The initial flagship projects were aligned with existing disease-specific national research programs. Subsequent projects were selected via a competitive approach and independent assessment on the basis of criteria including the expected clinical and economic impact of genomic testing in the chosen cohort, project feasibility, implementation capacity, and the promotion and leveraging of national collaboration. Where feasible, a hybrid implementation-effectiveness study design has been adopted, whereby the implementation of genomic testing is studied simultaneously with the investigation of the outcomes of testing.⁴^,⁶

National patient recruitment ensures that clinical, diagnostic, and research pathways are developed within state-specific infrastructures. However, it also highlights some of the difficulties inherent in building a national approach in the Australian context. For example, the ethics and governance approval process across 32 recruitment sites in every Australian state and territory (HREC/16/MH/251) took three years at a cost of >AUD$1M (USD$0.7M) (unpublished data). Now that this is in place, the rollout of additional flagships is much more efficient, taking only three months from the submission of an ethics amendment to the first participant recruitment. Similarly, applying for and accessing both federal and individual state-based health datasets for evaluation purposes requires significant investment.
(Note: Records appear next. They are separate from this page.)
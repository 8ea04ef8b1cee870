use std::fmt::Write;
use std::sync::Arc;
use log::{error, info, warn};

use crate::{
    Contact,
    ContactApi,
    QueryClient,
    QueryKey,
    QueryState,
    Mutation,
    error::Result,
};

use super::Route;

pub const TITLE: &str = "Contacts";
pub const LOADING_TEXT: &str = "Loading contacts...";
pub const FETCH_ERROR_TEXT: &str = "Error fetching contacts";
pub const EMPTY_TEXT: &str = "No contacts";
pub const DELETE_ERROR_PREFIX: &str = "Failed to delete contact: ";

const HEADERS: [&str; 4] = ["Name", "Email", "Phone", "Actions"];

/// Table of all contacts with per-row edit and delete actions.
pub struct ContactListView {
    api     : Arc<dyn ContactApi>,
    queries : Arc<QueryClient>,

    deletion: Mutation<()>,
    banner  : Option<String>,
}

impl ContactListView {
    pub fn new(api: Arc<dyn ContactApi>, queries: Arc<QueryClient>) -> Self {
        Self {
            api,
            queries,
            deletion: Mutation::new(),
            banner  : None,
        }
    }

    /// Reads the contact list through the cache. A failure is kept in the
    /// cache and shows up in `state()`.
    pub async fn mount(&self) -> QueryState<Vec<Contact>> {
        if let Err(e) = self.queries.fetch_contacts(&self.api).await {
            error!("Fetching contacts error: {e}");
        }
        self.state()
    }

    pub fn state(&self) -> QueryState<Vec<Contact>> {
        self.queries.contacts().state(&QueryKey::contacts())
    }

    pub fn banner(&self) -> Option<&str> {
        self.banner.as_deref()
    }

    pub fn dismiss_banner(&mut self) {
        self.banner = None;
    }

    pub fn is_deleting(&self) -> bool {
        self.deletion.is_pending()
    }

    pub fn add_route(&self) -> Route {
        Route::NewContact
    }

    pub fn edit_route(contact: &Contact) -> Route {
        Route::EditContact(contact.id().to_string())
    }

    pub fn begin_delete(&mut self) -> Result<()> {
        self.deletion.begin()?;
        self.banner = None;
        Ok(())
    }

    pub async fn finish_delete(&mut self, id: &str, result: Result<()>) -> Result<()> {
        match self.deletion.settle(result) {
            Ok(()) => {
                info!("Contact {} deleted", id);
                self.queries.invalidate(&QueryKey::contacts());
                self.queries.invalidate(&QueryKey::contact(id));
                self.mount().await;
                Ok(())
            },
            Err(e) => {
                warn!("Deleting contact {} error: {}", id, e);
                self.banner = Some(format!("{}{}", DELETE_ERROR_PREFIX, e));
                Err(e)
            }
        }
    }

    pub async fn delete(&mut self, id: &str) -> Result<()> {
        self.begin_delete()?;
        let result = self.api.delete_contact(id).await;
        self.finish_delete(id, result).await
    }

    pub fn render(&self) -> String {
        let mut out = String::new();
        _ = writeln!(out, "{}    [+ Add Contact: {}]", TITLE, self.add_route());

        if let Some(banner) = self.banner.as_ref() {
            _ = writeln!(out, "! {}", banner);
        }

        match self.state() {
            QueryState::Loading => {
                _ = writeln!(out, "{}", LOADING_TEXT);
            },
            QueryState::Error(_) => {
                _ = writeln!(out, "{}", FETCH_ERROR_TEXT);
            },
            QueryState::Ready(contacts) if contacts.is_empty() => {
                _ = writeln!(out, "{}", EMPTY_TEXT);
            },
            QueryState::Ready(contacts) => {
                out.push_str(&self.render_table(&contacts));
            }
        }
        out
    }

    fn render_table(&self, contacts: &[Contact]) -> String {
        let rows = contacts.iter().map(|c| {
            let delete = match self.is_deleting() {
                true => "delete (busy)".to_string(),
                false => format!("delete {}", c.id()),
            };
            [
                c.name().to_string(),
                c.email().to_string(),
                c.phone().to_string(),
                format!("edit {} | {}", Self::edit_route(c), delete),
            ]
        }).collect::<Vec<_>>();

        let mut widths = HEADERS.map(|h| h.chars().count());
        for row in rows.iter() {
            for (i, cell) in row.iter().enumerate() {
                widths[i] = widths[i].max(cell.chars().count());
            }
        }

        let mut out = String::new();
        let line = |cells: &[String]| {
            cells.iter().enumerate()
                .map(|(i, v)| format!("{:<w$}", v, w = widths[i]))
                .collect::<Vec<_>>()
                .join(" | ")
        };

        let headers = HEADERS.map(|v| v.to_string());
        _ = writeln!(out, "{}", line(&headers[..]).trim_end());
        _ = writeln!(out, "{}", widths.iter()
            .map(|w| "-".repeat(*w))
            .collect::<Vec<_>>()
            .join("-+-")
        );
        for row in rows.iter() {
            _ = writeln!(out, "{}", line(&row[..]).trim_end());
        }
        out
    }
}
The flagship projects are nationally coordinated and supported by a distributed network of Australian Genomics project officers and genetic counselors. Approximately one full-time equivalent genetic counselor is employed per 100 patients recruited/annum, simultaneously serving to build genomics capacity and capability in the Australian genetic counselor workforce. Patients are recruited prospectively through the 32 participating clinical services on the basis of defined patient selection criteria. By using consensus expert opinion, each flagship working group has developed a minimal optimal clinical dataset to be collected at enrolment to enable effective genomic data analysis. Data are captured in the centralized Australian Genomics study REDCap database,⁷ and this has been standardized through a REDCap plugin developed as part of the program. This accesses terminology value sets from the Australian Genomics Clinical Terminology Server. The terminology server supports SNOMED CT (Systematized Nomenclature of Medicine -- Clinical Terms),⁸ the Human Phenotype Ontology,⁹ and other related vocabularies such as Online Mendelian Inheritance in Man (OMIM). Sequencing modalities that are being compared between different flagships include whole-genome sequencing, whole-exome sequencing, mitochondrial genome sequencing, RNA sequencing, and large capture panels. The majority of rare disease testing uses a singleton (rather than a trio) approach to optimize resource use. Australian Genomics adopts a decentralized approach to clinical genomic testing; DNA extraction, sequencing, bioinformatics analysis, data interpretation, and reporting occur through participating state-based accredited diagnostic laboratories, reflecting the decentralized nature of our healthcare system. There is a high degree of integration between local clinical and laboratory teams during the process of data analysis and interpretation, and variant data from genomic tests are reviewed at multidisciplinary meetings prior to reporting. Clinical genomic reports are issued directly to requesting physicians, and diagnostic outcomes and the clinical utility of results are captured centrally. The consent process provides participants with the opportunity to store their data and participate in further research; this has been done with the intention of contributing enriched patient cohorts to gene discovery and striving to resolve diagnoses for more families in the future.

Australian Genomics Programs

The four Australian Genomics programs intersect with the flagship projects and bring together expertise from a diverse group of clinicians, researchers, diagnostic scientists, bioinformaticians, health informaticians, implementation scientists, lawyers, bioethicists, health economists, policy analysts, educators, and patient groups to work on a range of sub-projects to address specific barriers and/or develop resources, tools, and platforms (Figure 3 and Table S1). There are 50 working groups, comprising over 400 member investigators, currently active within Australian Genomics.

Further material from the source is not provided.